ADVANTAGES OF INTERNATIONAL
COMMERCE.

It is in the direction of expansion in Asia that we may look hopefully for the acquisition by India of a wider sphere of commercial influence. Nothing worse can happen for a nation than that it should sit down comfortably within its Own borders, and regard with jealousy and dislike what goes on elsewhere. It has become far too much the fashion in England of late to speak of the rapid progress made by some Continental States as an injury done to ourselves instead of hailing it as a contribution to the increased productiveness and wealth of the world. Of course, European States have advanced rapidly of late years, more rapidly, perhaps, than we have. Our progress was of an earlier date than theirs, and it is fifty years since we began to reap the full enjoyment of the industrial and commercial supremacy acquired for us by

successful wars, and by the inventive spirit applied in the development of our manufactures and the construction of our railways. Some time ago, the German Kaiser remarked, with his customary frankness, that in all matters of business England was, at least, a hundred years ahead of Germany. Naturally, all Continental nations have been eager to fill up this gap, and have made strenuous efforts to overtake us. They have been aided by a prolonged period of peace, which has lasted now for thirty years, and, in Germany, progress has been still further stimulated by the formation of a mighty Empire out of a multitude of petty States, and the uprising of a spirit of enterprise and adventure which reminds us of the England of Queen Elizabeth. All through the Continent of Europe, natura) resources have been developed, and new industries established. Immense strides have been made in the extension of railways, and the creation of greater facilities of rapid communication between different countries. The Alps have been tunnelled in half-a-dozen different directions at enormous cost, and a great inland traffic thus established between Central Europe and Italy. The construction of the Siberian Railway as far as Pekin has more than equalled the stupendous feats of American engineering, and has restored all Asia to active life.

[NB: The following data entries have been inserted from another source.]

//! Tuning profiles
//!
//! The partial unique index on `is_default` keeps at most one default row;
//! [`set_default`] clears the old default before marking the new one.

use super::sqlite::json_col;
use super::traits::{StorageError, StorageResult};
use crate::model::*;
use chrono::{DateTime, Utc};
use rusqlite::{params, Connection, OptionalExtension, Row};

const PROFILE_COLUMNS: &str = "profile_id, name, is_default, version, thresholds, lexicons, segmentation, \
     created_by, updated_by, created_at, updated_at";

fn profile_from_row(row: &Row<'_>) -> rusqlite::Result<TuningProfile> {
    Ok(TuningProfile {
        profile_id: row.get(0)?,
        name: row.get(1)?,
        is_default: row.get(2)?,
        version: row.get(3)?,
        thresholds: json_col(row, 4)?,
        lexicons: json_col(row, 5)?,
        segmentation: json_col(row, 6)?,
        created_by: row.get(7)?,
        updated_by: row.get(8)?,
        created_at: row.get(9)?,
        updated_at: row.get(10)?,
    })
}

pub fn insert_profile(conn: &Connection, profile: &TuningProfile) -> StorageResult<()> {
    conn.execute(
        &format!(
            "INSERT INTO tuning_profiles ({}) VALUES (?1, ?2, ?3, ?4, ?5, ?6, ?7, ?8, ?9, ?10, ?11)",
            PROFILE_COLUMNS
        ),
        params![
            profile.profile_id,
            profile.name,
            profile.is_default,
            profile.version,
            serde_json::to_string(&profile.thresholds)?,
            serde_json::to_string(&profile.lexicons)?,
            serde_json::to_string(&profile.segmentation)?,
            profile.created_by,
            profile.updated_by,
            profile.created_at,
            profile.updated_at,
        ],
    )
    .map_err(StorageError::classify)?;
    Ok(())
}

pub fn find_profile(conn: &Connection, profile_id: &ProfileId) -> StorageResult<Option<TuningProfile>> {
    Ok(conn
        .query_row(
            &format!("SELECT {} FROM tuning_profiles WHERE profile_id = ?1", PROFILE_COLUMNS),
            params![profile_id],
            profile_from_row,
        )
        .optional()?)
}

pub fn get_profile(conn: &Connection, profile_id: &ProfileId) -> StorageResult<TuningProfile> {
    find_profile(conn, profile_id)?.ok_or_else(|| StorageError::not_found("tuning_profile", profile_id.as_str()))
}

pub fn find_default(conn: &Connection) -> StorageResult<Option<TuningProfile>> {
    Ok(conn
        .query_row(
            &format!("SELECT {} FROM tuning_profiles WHERE is_default = 1", PROFILE_COLUMNS),
            [],
            profile_from_row,
        )
        .optional()?)
}

/// Profiles oldest first.
pub fn list_profiles(conn: &Connection) -> StorageResult<Vec<TuningProfile>> {
    let mut stmt = conn.prepare(&format!(
        "SELECT {} FROM tuning_profiles ORDER BY created_at, rowid",
        PROFILE_COLUMNS
    ))?;
    let rows = stmt.query_map([], profile_from_row)?.collect::<Result<Vec<_>, _>>()?;
    Ok(rows)
}

/// Replace a profile's content and bump its version.
pub fn update_content(conn: &Connection, profile: &TuningProfile) -> StorageResult<()> {
    let changed = conn
        .execute(
            "UPDATE tuning_profiles
             SET name = ?2, version = ?3, thresholds = ?4, lexicons = ?5, segmentation = ?6,
                 updated_by = ?7, updated_at = ?8
             WHERE profile_id = ?1 AND version = ?3 - 1",
            params![
                profile.profile_id,
                profile.name,
                profile.version,
                serde_json::to_string(&profile.thresholds)?,
                serde_json::to_string(&profile.lexicons)?,
                serde_json::to_string(&profile.segmentation)?,
                profile.updated_by,
                profile.updated_at,
            ],
        )
        .map_err(StorageError::classify)?;
    if changed == 0 {
        return Err(StorageError::Conflict(format!(
            "tuning profile {} changed since version {}",
            profile.profile_id,
            profile.version.saturating_sub(1)
        )));
    }
    Ok(())
}

/// Unmark the current default, if any.
pub fn clear_default(conn: &Connection) -> StorageResult<()> {
    conn.execute("UPDATE tuning_profiles SET is_default = 0 WHERE is_default = 1", [])?;
    Ok(())
}

/// Make `profile_id` the only default profile.
pub fn set_default(
    conn: &Connection,
    profile_id: &ProfileId,
    actor: &str,
    now: DateTime<Utc>,
) -> StorageResult<()> {
    conn.execute(
        "UPDATE tuning_profiles SET is_default = 0 WHERE is_default = 1 AND profile_id <> ?1",
        params![profile_id],
    )?;
    let changed = conn
        .execute(
            "UPDATE tuning_profiles SET is_default = 1, updated_by = ?2, updated_at = ?3 WHERE profile_id = ?1",
            params![profile_id, actor, now],
        )
        .map_err(StorageError::classify)?;
    if changed == 0 {
        return Err(StorageError::not_found("tuning_profile", profile_id.as_str()));
    }
    Ok(())
}

pub fn count_defaults(conn: &Connection) -> StorageResult<usize> {
    let count: i64 = conn.query_row(
        "SELECT COUNT(*) FROM tuning_profiles WHERE is_default = 1",
        [],
        |row| row.get(0),
    )?;
    Ok(count as usize)
}
//! Cooperative shutdown for the worker loop
//!
//! The worker checks the token between jobs and while idle. A job already
//! claimed runs to completion (or failure) before the loop exits.

use std::sync::atomic::{AtomicBool, Ordering};
use std::sync::Arc;
use tokio::sync::Notify;

#[derive(Debug, Clone, Default)]
pub struct CancellationToken {
    inner: Arc<Inner>,
}

#[derive(Debug, Default)]
struct Inner {
    cancelled: AtomicBool,
    notify: Notify,
}

impl CancellationToken {
    pub fn new() -> Self {
        Self::default()
    }

    pub fn is_cancelled(&self) -> bool {
        self.inner.cancelled.load(Ordering::Acquire)
    }

    /// Signal shutdown and wake every waiter.
    pub fn cancel(&self) {
        self.inner.cancelled.store(true, Ordering::Release);
        self.inner.notify.notify_waiters();
    }

    /// Resolves once [`cancel`](Self::cancel) has been called.
    pub async fn cancelled(&self) {
        loop {
            let notified = self.inner.notify.notified();
            if self.is_cancelled() {
                return;
            }
            notified.await;
        }
    }
}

One incidental consequence of this remarkable development of productive and organising ability in the two great continents of the Old World seems till now to have escaped public notice. I venture to point out that an economical and constructional revolution has taken place which has immensely extended, quickened, and made more comprehensive and secure the overland communications and exchange of trade in Asia and Europe, and has thus greatly narrowed the scope and influence of that "sea power" which forms England's peculiar strength, and which was quite overwhelming twenty years ago, when Captain Mahan wrote his famous book. Again, England herself has contributed largely to the successes that our Continental rivals have achieved in industries which were thought to be peculiarly our own. I remember that, when I was Member of Parliament for Oldham, the late Mr. S. R. Platt, the head of the principal firm of builders of cotton factory machines in Lancashire, told me that he himself had fitted up a hundred mills in Russia. Lancashire now, of course, feels the effects of the competition thus created.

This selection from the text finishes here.